Answer: Dr Sadao was a famous Japanese surgeon and a scientist. He was perfecting a discovery which would render wounds entirely clean. His house was located next to a narrow beach. The beach was outlined with bent pines. A little uninhabited island also existed near his house. In storm, it had been submerged. A mile or two on either side of the house was a fishing village, but near his house, there existed only the bare and lonely coast, dangerous with rocks. The water beyond the beach was spiked with rocks.

Q2. Will Dr Sadao be arrested on the charge of harbouring an enemy?

Answer: Dr Sadao knew that they would be arrested if they sheltered a white man in their house. The wounded man was a prisoner of war who had escaped with a bullet on his back. Since Japan was at war with America, harbouring an enemy meant being a traitor to Japan. Dr Sadao could be arrested if anyone complained against him and accused him of harbouring an enemy.

Q3. Will Hana help the wounded man and wash him herself?

Answer: The wounded American was in a very bad state and needed to be washed before being operated on. Hana did not want Dr Sadao to clean the dirty and unconscious prisoner, and so asked their servant, Yumi, to do so. However, Yumi defied her master’s order and opted out of it. As a result, Hana had no other option but to wash him herself. Although this act was impulsive and dipped in a sense of superiority over her servant, Yumi, she did it with sincerity.

Q4. What will Dr Sadao and his wife do with the man?

Answer: Dr Sadao operated the wounded man. The operation was successful. Dr Sadao knew that the wounded man would now be out of danger. So he and his wife decided to give him to the police as a prisoner of war. However, the man was very weak. Thus, they decided to keep him till he recovered, so that later they could decide, what to do with him.


Page No: 47
Reading with insight

Q1. There are moments in life when we have to make hard choices between our roles as private individuals and as citizens with a sense of national loyalty? Discuss with reference to the story you have just read.

Answer: Very often there appear moments in our life when it really becomes difficult to choose between our roles loyal citizens since nation is a necessity like bread. But as an individual we are compelled with the feeling of humanity and compassion Dr. Sadao is confronted with such conflicting realities of life. As a doctor he is trained and duty bound morally to save life. He is put in a tantalising situation. He is in a fix if he should hand over the prisoner of war to the Army as a patriot or he should save his life as a true and faithful doctor. Keeping everything in mind, Dr. Sadao prepares himself to save his enemy soldier.

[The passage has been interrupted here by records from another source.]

impl StrokeInterpolator {
    pub fn new(seed: u64) -> Self {
        let (jitter_lut_x, jitter_lut_y): (Vec<f64>, Vec<f64>) = (0..JITTER_LUT_SIZE)
            .map(|i| {
                let angle = (i as f64 * 360.0 / JITTER_LUT_SIZE as f64).to_radians();
                (angle.sin(), angle.cos())
            })
            .unzip();

        Self {
            last: Coords::default(),
            cur: Coords::default(),
            last_paint: (NO_PAINT, NO_PAINT),
            distance: 0.0,
            pixel_dist: 0.0,
            rng: StdRng::seed_from_u64(seed),
            jitter_lut_x,
            jitter_lut_y,
        }
    }

    /// Reset for a new stroke beginning at `coords`
    pub fn start(&mut self, coords: &Coords) {
        self.last = *coords;
        self.cur = *coords;
        self.last_paint = (NO_PAINT, NO_PAINT);
        self.distance = 0.0;
        self.pixel_dist = 0.0;
    }

    pub fn last(&self) -> &Coords {
        &self.last
    }

    pub fn current(&self) -> &Coords {
        &self.cur
    }

    pub fn distance(&self) -> f64 {
        self.distance
    }

    pub fn pixel_dist(&self) -> f64 {
        self.pixel_dist
    }

    /// Position of the most recently painted dab
    pub fn last_paint(&self) -> (f64, f64) {
        self.last_paint
    }

    /// Record that a dab was actually painted at `coords`
    pub fn mark_painted(&mut self, coords: &Coords) {
        self.last_paint = (coords.x, coords.y);
    }

    /// Uniform sample in `[0, 1)` from the stroke's generator
    pub fn random(&mut self) -> f64 {
        self.rng.gen()
    }

    /// Push both segment endpoints to pixel centers
    pub fn round_line(&mut self) {
        for c in [&mut self.last, &mut self.cur] {
            c.x = c.x.floor() + 0.5;
            c.y = c.y.floor() + 0.5;
        }
    }

    /// Snap the current point so the segment runs at a multiple of 15 degrees
    pub fn constrain_15_degrees(&mut self) {
        let dx = self.cur.x - self.last.x;
        let dy = self.cur.y - self.last.y;
        if dx == 0.0 && dy == 0.0 {
            return;
        }
        let step = std::f64::consts::PI / 12.0;
        let angle = (dy.atan2(dx) / step).round() * step;
        let (sin, cos) = angle.sin_cos();
        let len = dx * cos + dy * sin;
        self.cur.x = self.last.x + len * cos;
        self.cur.y = self.last.y + len * sin;
    }

    /// Set the current sample without interpolating
    pub fn set_current(&mut self, coords: &Coords) {
        self.cur = *coords;
    }

    /// Make the current sample the segment start
    pub fn set_last(&mut self, coords: &Coords) {
        self.last = *coords;
    }

    /// Resample the segment from the last sample to `coords`.
    ///
    /// Returns the dabs to paint, in order. The caller reports each dab it
    /// actually paints through [`mark_painted`](Self::mark_painted).
    pub fn interpolate(
        &mut self,
        coords: &Coords,
        params: &InterpolationParams,
        dynamics: &dyn DynamicsProvider,
        fade: &FadeOptions,
    ) -> Vec<Stamp> {
        self.cur = *coords;
        self.run(params, dynamics, fade)
    }

    /// Resample the stored `last -> current` segment
    pub fn interpolate_current(
        &mut self,
        params: &InterpolationParams,
        dynamics: &dyn DynamicsProvider,
        fade: &FadeOptions,
    ) -> Vec<Stamp> {
        self.run(params, dynamics, fade)
    }

    fn run(
        &mut self,
        params: &InterpolationParams,
        dynamics: &dyn DynamicsProvider,
        fade: &FadeOptions,
    ) -> Vec<Stamp> {
        let mut last = self.last;
        let mut current = self.cur;

        avoid_exact_integer(&mut last.x);
        avoid_exact_integer(&mut last.y);
        avoid_exact_integer(&mut current.x);
        avoid_exact_integer(&mut current.y);

        let delta = Vector2::new(current.x - last.x, current.y - last.y);
        let delta_pressure = current.pressure - last.pressure;
        let delta_xtilt = current.xtilt - last.xtilt;
        let delta_ytilt = current.ytilt - last.ytilt;
        let delta_wheel = current.wheel - last.wheel;
        let delta_velocity = current.velocity - last.velocity;
        let direction = current.direction;

        if delta.x == 0.0
            && delta.y == 0.0
            && delta_pressure == 0.0
            && delta_xtilt == 0.0
            && delta_ytilt == 0.0
            && delta_wheel == 0.0
            && delta_velocity == 0.0
        {
            return Vec::new();
        }

        let pixel_dist = delta.length();
        let pixel_initial = self.pixel_dist;

        if params.scale == 0.0 {
            self.last = current;
            self.cur = current;
            self.pixel_dist = pixel_initial + pixel_dist;
            return Vec::new();
        }

        let spacing = params.spacing;
        let fade_point = fade.fade_point(self.pixel_dist);
        let use_dyn_spacing = dynamics.is_enabled(DynamicsOutput::Spacing);
        let mut dyn_spacing = spacing;
        if use_dyn_spacing {
            let ctx = DynamicsContext {
                fade_point,
                random: self.random(),
            };
            let value = dynamics.evaluate(DynamicsOutput::Spacing, &current, &ctx);
            dyn_spacing = (spacing + (2.0 - spacing) * (1.0 - value)).max(spacing);
        }

        let xd = brush_space(delta, params.x_axis, params);
        let yd = brush_space(delta, params.y_axis, params);

        let dist = 0.5 * (xd * xd + yd * yd).sqrt();
        let mut total = dist + self.distance;
        let initial = self.distance;

        let (st_factor, st_offset) = if delta.x * delta.x > delta.y * delta.y {
            (delta.x, last.x - 0.5)
        } else {
            (delta.y, last.y - 0.5)
        };

        let t0;
        let dt;
        let num_points: i64;

        if use_dyn_spacing {
            num_points = (dist / dyn_spacing) as i64;

            let s0 = (st_offset + 0.5).floor();
            t0 = (s0 - st_offset) / st_factor;
            dt = dyn_spacing / dist;

            if num_points == 0 {
                return Vec::new();
            }
        } else if st_factor.abs() > dist / spacing {
            // Stripes would be denser than the spacing; use plain distance spacing.
            dt = spacing / dist;
            let n = (initial / spacing + 1.0 + EPSILON) as i64;
            t0 = (n as f64 * spacing - initial) / dist;
            num_points = 1 + ((1.0 + EPSILON - t0) / dt).floor() as i64;

            // Axis-aligned single-pixel steps keep their position for the next call.
            if num_points == 0 && (delta.x == 0.0 || delta.y == 0.0) {
                return Vec::new();
            }
        } else if st_factor.abs() < EPSILON {
            current.x = last.x;
            current.y = last.y;
            self.cur = current;
            return Vec::new();
        } else {
            let dir: i64 = if st_factor > 0.0 { 1 } else { -1 };
            let mut s0 = (st_offset + 0.5).floor() as i64;
            let mut sn = (st_offset + st_factor + 0.5).floor() as i64;

            let t_of = |s: i64| (s as f64 - st_offset) / st_factor;
            let cell_at = |t: f64| {
                (
                    (last.x + t * delta.x).floor() as i64,
                    (last.y + t * delta.y).floor() as i64,
                )
            };

            let start = t_of(s0);
            let first = cell_at(start);
            if start < 0.0 && first != cell(last.x, last.y) {
                // first stripe extrapolated into another pixel
                s0 += dir;
            } else if first == cell(self.last_paint.0, self.last_paint.1) {
                // already painted by the previous segment
                s0 += dir;
            }

            let end = t_of(sn);
            if end > 1.0 && cell_at(end) != cell(current.x, current.y) {
                sn -= dir;
            }

            t0 = t_of(s0);
            let tn = t_of(sn);
            dt = dir as f64 / st_factor;
            num_points = 1 + dir * (sn - s0);

            if num_points >= 1 {
                if tn < 1.0 {
                    total = initial + tn * dist;
                }
                total = spacing * ((total / spacing + 0.5) as i64) as f64;
                total += (1.0 - tn) * dist;
            }
        }

        let count = num_points.max(0) as usize;
        let mut stamps = Vec::with_capacity(count);

        for n in 0..count {
            let t = t0 + n as f64 * dt;
            let p = n as f64 / count as f64;

            let mut c = Coords {
                x: last.x + t * delta.x,
                y: last.y + t * delta.y,
                pressure: last.pressure + p * delta_pressure,
                xtilt: last.xtilt + p * delta_xtilt,
                ytilt: last.ytilt + p * delta_ytilt,
                wheel: last.wheel + p * delta_wheel,
                velocity: last.velocity + p * delta_velocity,
                direction,
                xscale: last.xscale,
                yscale: last.yscale,
                reflect: current.reflect,
            };

            if params.jitter > 0.0 {
                self.apply_jitter(&mut c, params, dynamics, fade_point);
            }

            self.cur = c;
            stamps.push(Stamp {
                coords: c,
                distance: initial + t * dist,
                pixel_dist: pixel_initial + t * pixel_dist,
            });
        }

        current.x = last.x + delta.x;
        current.y = last.y + delta.y;
        current.pressure = last.pressure + delta_pressure;
        current.xtilt = last.xtilt + delta_xtilt;
        current.ytilt = last.ytilt + delta_ytilt;
        current.wheel = last.wheel + delta_wheel;
        current.velocity = last.velocity + delta_velocity;
        current.xscale = last.xscale;
        current.yscale = last.yscale;

        self.cur = current;
        self.last = current;
        self.distance = total;
        self.pixel_dist = pixel_initial + pixel_dist;

        tracing::trace!(
            "Interpolated {} dabs over {:.2}px (distance {:.3})",
            stamps.len(),
            pixel_dist,
            total
        );

        stamps
    }

    fn apply_jitter(
        &mut self,
        c: &mut Coords,
        params: &InterpolationParams,
        dynamics: &dyn DynamicsProvider,
        fade_point: f64,
    ) {
        let ctx = DynamicsContext {
            fade_point,
            random: self.random(),
        };
        let dyn_jitter = params.jitter * dynamics.evaluate(DynamicsOutput::Jitter, c, &ctx);
        let jitter_dist = if dyn_jitter > 0.0 {
            self.rng.gen_range(0.0..dyn_jitter)
        } else {
            0.0
        };
        let angle = self.rng.gen_range(0..JITTER_LUT_SIZE);

        let (x_axis, y_axis) = (params.x_axis, params.y_axis);
        c.x += (x_axis.x + y_axis.x) * jitter_dist * self.jitter_lut_x[angle] * params.scale;
        c.y += (y_axis.y + x_axis.y) * jitter_dist * self.jitter_lut_y[angle] * params.scale;
    }
}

At that time Japan is at war with America. During his training in America he has seen the unpleasant experiences of racial discrimination among the whites. He is full of patriotic feelings and is not in a mood to ignore his duties as a doctor. A doctor never considers whether the affected person is an enemy or a friend. He is taught to save the life of a dying man. Thus Sadao’s professional loyalty comes in conflict with a sense of national loyalty. His servents leave and the maid servant Yumi revolts. But he puts his life in danger. As the milk of humanity is flowing in his blood so he saves the enemy and helps him in escaping to freedom.

Q2. Dr Sadao was compelled by his duty as a doctor to help the enemy soldier. What made Hana, his wife, sympathetic to him in the face of open defiance from the domestic staff?

Answer: Dr Sadao and Hana knew that their decision to save the enemy soldier would be questioned by everyone. However, they firmly followed their sense of duty. For Dr Sadao this sense of duty came from the profession he was in; but for Hana, the duty was purely humanitarian. From bearing the unrest in her domestic staff to being forced to do all the chores of house-hold herself, she does all with grace and dignity. Hana’s loving, considerate and sympathetic nature shines out. She washed and fed the soldier although it was not her job. Her care helped recuperate the soldier fast. It is also apparent from the story that she respected her husband, and as a sense of duty towards him, did the needful. This explains why she, even after feeling sick, comes back to the room and readily does whatever is told by her husband during the operation.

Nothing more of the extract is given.